Another video purports to show protesters in Tobruk cheering as crowds knock down a government statue.
Libya
In Tripoli, so far largely untouched by the turmoil, Libyan leader Moammar Gadhafi has been at the center of pro-government demonstrations – an apparent attempt to place himself within the context of change demanded in nations across the region. He recently doubled the salaries of state employees and released 110 people accused of being Islamic militants.
But from the perspective of having the world’s longest-serving leader, protesters view his gestures as missing the point. The oil-rich nation has a more equitable standard of living than neighboring countries, but it is Mr. Ghadafi’s crushing, often arbitrary, political system in place more than 41 years that protesters want changed.
Protests began Tuesday, with Thursday’s demonstrations called a “Day of Rage,” an echo of protests in Egypt and Tunisia that ended with their leaders stepping down.
Yemen
In Yemen, anti-government rallies were being held for an eighth day Friday. Stephen Steinbeiser, director of the American Institute for Yemeni Studies in the capital, Sana’a, says the demonstrators show no signs of stopping.

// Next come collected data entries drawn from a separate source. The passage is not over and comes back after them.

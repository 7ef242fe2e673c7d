use chrono::{DateTime, Utc};
use serde::{Deserialize, Serialize};
use uuid::Uuid;

use super::state::SessionState;

/// Statistics about the current (or most recent) coaching session
#[derive(Debug, Clone, Serialize, Deserialize)]
pub struct SessionStats {
    pub state: SessionState,

    /// Id of the live session, once the remote confirmed it
    pub session_id: Option<Uuid>,

    /// When the session became active
    pub started_at: Option<DateTime<Utc>>,

    /// Seconds since `started_at`
    pub duration_secs: f64,

    /// Outbound chunks handed to the transport
    pub chunks_sent: usize,

    /// Outbound chunks dropped (queue full, link closed)
    pub chunks_dropped: usize,

    /// Inbound audio buffers scheduled for playback
    pub units_scheduled: usize,

    /// Inbound audio payloads skipped as malformed or unplayable
    pub units_dropped: usize,

    /// Buffers currently playing or queued on the device
    pub units_in_flight: usize,

    /// Entries in the transcript log
    pub transcript_entries: usize,
}
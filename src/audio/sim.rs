use anyhow::{Context, Result};
use std::collections::HashMap;
use std::sync::atomic::{AtomicUsize, Ordering};
use std::sync::{Arc, Mutex, PoisonError};
use std::time::Duration;
use tokio::task::AbortHandle;
use tokio::time::Instant;
use tracing::debug;

use super::playback::{AudioSink, PlaybackCompletion, PlaybackUnit, UnitId};

/// Output device simulated on the tokio clock
///
/// Time zero is the moment the sink was created. Each started unit gets a timer
/// that fires its completion at `start_at + duration`; stopping a unit cancels the
/// timer. Used headless and wherever no speaker is attached.
pub struct VirtualSink {
    origin: Instant,
    timers: Arc<Mutex<HashMap<UnitId, AbortHandle>>>,
    completed: Arc<AtomicUsize>,
}

impl VirtualSink {
    pub fn new() -> Self {
        Self {
            origin: Instant::now(),
            timers: Arc::new(Mutex::new(HashMap::new())),
            completed: Arc::new(AtomicUsize::new(0)),
        }
    }

    /// Units currently waiting for their end time
    pub fn pending(&self) -> usize {
        self.timers.lock().unwrap_or_else(PoisonError::into_inner).len()
    }

    /// Units that played to completion
    pub fn completed(&self) -> usize {
        self.completed.load(Ordering::SeqCst)
    }
}

impl Default for VirtualSink {
    fn default() -> Self {
        Self::new()
    }
}

impl AudioSink for VirtualSink {
    fn current_time(&self) -> f64 {
        self.origin.elapsed().as_secs_f64()
    }

    fn start(&self, unit: &PlaybackUnit, on_ended: PlaybackCompletion) -> Result<()> {
        let runtime = tokio::runtime::Handle::try_current()
            .context("VirtualSink requires a tokio runtime")?;

        let id = unit.id;
        let deadline = self.origin + Duration::from_secs_f64(unit.end_at().max(0.0));
        let timers = Arc::clone(&self.timers);
        let completed = Arc::clone(&self.completed);

        // Hold the lock across spawn so an already-due timer cannot remove its
        // entry before it is inserted
        let mut guard = self.timers.lock().unwrap_or_else(PoisonError::into_inner);
        let task = runtime.spawn(async move {
            tokio::time::sleep_until(deadline).await;
            timers
                .lock()
                .unwrap_or_else(PoisonError::into_inner)
                .remove(&id);
            completed.fetch_add(1, Ordering::SeqCst);
            debug!("Playback of {} finished", id);
            on_ended.complete();
        });
        guard.insert(id, task.abort_handle());

        Ok(())
    }

    fn stop(&self, id: UnitId) {
        let timer = self
            .timers
            .lock()
            .unwrap_or_else(PoisonError::into_inner)
            .remove(&id);
        if let Some(timer) = timer {
            timer.abort();
        }
    }
}
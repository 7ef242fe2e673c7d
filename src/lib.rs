pub mod audio;
pub mod config;
pub mod error;
pub mod http;
pub mod live;
pub mod session;

pub use audio::{
    AudioBackend, AudioBackendConfig, AudioBackendFactory, AudioFile, AudioFrame, AudioSink,
    AudioSource, CaptureConfig, CapturePipeline, ChunkSink, EncodedChunk, MicrophoneProvider,
    PlaybackScheduler, PlaybackUnit, VirtualSink,
};
pub use config::{AudioOutput, Config};
pub use error::{CoachError, CoachResult};
pub use http::{create_router, AppState};
pub use live::{LiveTransport, NatsTransport, SessionChannel, SessionHandle};
pub use session::{SessionConfig, SessionController, SessionState, SessionStats, Speaker, TranscriptEntry};
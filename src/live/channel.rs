// Session channel: the single logical connection to the remote model
//
// Wraps a `LiveTransport` with the session rules: one active session at a time,
// best-effort sends, idempotent close, and classification of inbound traffic.

use std::sync::atomic::{AtomicBool, Ordering};
use std::sync::{Arc, Mutex, PoisonError};
use tokio::sync::mpsc;
use tokio::sync::mpsc::error::TrySendError;
use tracing::{debug, info};
use uuid::Uuid;

use super::messages::{Blob, LiveSetup, RealtimeInput};
use super::transport::{ClientMessage, LiveTransport, TransportEvent};
use crate::audio::{ChunkSink, EncodedChunk};
use crate::error::{CoachError, CoachResult};

/// Inbound event kinds, routed to the transcript log or the playback scheduler
#[derive(Debug, Clone, PartialEq, Eq)]
pub enum InboundEvent {
    /// Fragment of the model's spoken reply
    OutputTranscript(String),
    /// Fragment of the user's recognized speech
    InputTranscript(String),
    /// Base64 PCM audio from the model
    Audio(String),
    /// Remote closed the session
    Close(Option<String>),
    /// Remote or transport error
    Error(String),
}

/// Split one transport event into every event kind it carries
///
/// A single server message may hold transcripts and audio at once; all of them
/// are returned, transcripts first, audio parts in order.
pub fn classify(event: TransportEvent) -> Vec<InboundEvent> {
    match event {
        TransportEvent::Message(message) => {
            let mut events = Vec::new();
            let Some(content) = message.server_content else {
                return events;
            };

            if let Some(text) = content.output_transcription.and_then(|t| t.text) {
                events.push(InboundEvent::OutputTranscript(text));
            }
            if let Some(text) = content.input_transcription.and_then(|t| t.text) {
                events.push(InboundEvent::InputTranscript(text));
            }
            if let Some(turn) = content.model_turn {
                events.extend(
                    turn.parts
                        .into_iter()
                        .filter_map(|part| part.inline_data)
                        .filter(|blob| {
                            blob.mime_type
                                .as_deref()
                                .map_or(true, |mime| mime.starts_with("audio/"))
                        })
                        .map(|blob| InboundEvent::Audio(blob.data)),
                );
            }
            events
        }
        TransportEvent::Closed { reason } => vec![InboundEvent::Close(reason)],
        TransportEvent::Error(message) => vec![InboundEvent::Error(message)],
    }
}

struct HandleInner {
    id: Uuid,
    outbound: mpsc::Sender<ClientMessage>,
    open: AtomicBool,
}

/// The open session. Cheap to clone; every clone refers to the same connection
#[derive(Clone)]
pub struct SessionHandle {
    inner: Arc<HandleInner>,
}

impl SessionHandle {
    fn new(id: Uuid, outbound: mpsc::Sender<ClientMessage>) -> Self {
        Self {
            inner: Arc::new(HandleInner {
                id,
                outbound,
                open: AtomicBool::new(true),
            }),
        }
    }

    pub fn id(&self) -> Uuid {
        self.inner.id
    }

    pub fn is_open(&self) -> bool {
        self.inner.open.load(Ordering::SeqCst)
    }

    /// Queue one chunk without waiting. A closed handle swallows it silently
    pub fn send_chunk(&self, chunk: EncodedChunk) -> CoachResult<()> {
        if !self.is_open() {
            return Ok(());
        }

        let input = RealtimeInput {
            media: Blob {
                data: chunk.data,
                mime_type: Some(chunk.mime_type),
            },
        };

        self.inner
            .outbound
            .try_send(ClientMessage::RealtimeInput(input))
            .map_err(|e| match e {
                TrySendError::Full(_) => CoachError::Transport("outbound queue full".to_string()),
                TrySendError::Closed(_) => CoachError::Transport("link closed".to_string()),
            })
    }

    /// Returns true only for the call that actually closed it
    fn mark_closed(&self) -> bool {
        self.inner.open.swap(false, Ordering::SeqCst)
    }
}

impl std::fmt::Debug for SessionHandle {
    fn fmt(&self, f: &mut std::fmt::Formatter<'_>) -> std::fmt::Result {
        f.debug_struct("SessionHandle")
            .field("id", &self.inner.id)
            .field("open", &self.is_open())
            .finish()
    }
}

/// As the capture sink, a closed handle rejects chunks so they count as dropped
impl ChunkSink for SessionHandle {
    fn submit(&self, chunk: EncodedChunk) -> CoachResult<()> {
        if !self.is_open() {
            return Err(CoachError::Transport("session closed".to_string()));
        }
        self.send_chunk(chunk)
    }
}

/// Owner of the single-session invariant
pub struct SessionChannel {
    transport: Arc<dyn LiveTransport>,
    active: Arc<Mutex<Option<Uuid>>>,
}

impl SessionChannel {
    pub fn new(transport: Arc<dyn LiveTransport>) -> Self {
        Self {
            transport,
            active: Arc::new(Mutex::new(None)),
        }
    }

    /// Open a session. Fails if one is already active or the remote refuses
    pub async fn open(
        &self,
        setup: &LiveSetup,
    ) -> CoachResult<(SessionHandle, mpsc::Receiver<TransportEvent>)> {
        setup.validate().map_err(CoachError::Connection)?;

        let id = Uuid::new_v4();
        let reservation = self.reserve(id)?;

        info!(
            "Opening live session {} via {} (model: {})",
            id,
            self.transport.name(),
            setup.model
        );

        let link = self
            .transport
            .connect(setup)
            .await
            .map_err(|e| CoachError::Connection(format!("{:#}", e)))?;

        reservation.keep();
        info!("Live session {} open", id);

        Ok((SessionHandle::new(id, link.outbound), link.inbound))
    }

    /// Best-effort send on `handle`
    pub fn send_audio_chunk(&self, handle: &SessionHandle, chunk: EncodedChunk) -> CoachResult<()> {
        handle.send_chunk(chunk)
    }

    /// Close `handle`. Closing twice, or closing a stale handle, does nothing
    pub fn close(&self, handle: &SessionHandle) {
        if handle.mark_closed() {
            if let Err(e) = handle.inner.outbound.try_send(ClientMessage::Close) {
                debug!("Close request not queued ({}); link ends when senders drop", e);
            }
            info!("Live session {} closed", handle.id());
        }

        let mut active = self.active.lock().unwrap_or_else(PoisonError::into_inner);
        if *active == Some(handle.id()) {
            *active = None;
        }
    }

    /// Id of the active session, if any
    pub fn active_session(&self) -> Option<Uuid> {
        *self.active.lock().unwrap_or_else(PoisonError::into_inner)
    }

    fn reserve(&self, id: Uuid) -> CoachResult<Reservation> {
        let mut active = self.active.lock().unwrap_or_else(PoisonError::into_inner);
        if let Some(existing) = *active {
            return Err(CoachError::Connection(format!(
                "session {} is already active",
                existing
            )));
        }
        *active = Some(id);

        Ok(Reservation {
            active: Arc::clone(&self.active),
            id,
            armed: true,
        })
    }
}

/// Releases the session slot unless the open completed
struct Reservation {
    active: Arc<Mutex<Option<Uuid>>>,
    id: Uuid,
    armed: bool,
}

impl Reservation {
    fn keep(mut self) {
        self.armed = false;
    }
}

impl Drop for Reservation {
    fn drop(&mut self) {
        if !self.armed {
            return;
        }
        let mut active = self.active.lock().unwrap_or_else(PoisonError::into_inner);
        if *active == Some(self.id) {
            *active = None;
        }
    }
}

“It certainly hasn’t gotten to the point that Cairo was at a couple of weeks ago, where everything has come to a standstill,” said Steinbeiser. “But it also doesn’t seem that it is unfolding in the same way that Cairo unfolded, in the sense of a kind of peaceful – relatively peaceful – positive, people-led movement. And that’s a bit disconcerting.”
Yemen’s President Ali Abdullah Saleh is accused by protesters of running a repressive regime. But his authority is far from absolute. Tribal allegiances, a bid for independence in the south, a sporadic revolt in the north and al Qaida forces in the east complicate any demands for change in the Arab world’s poorest nation.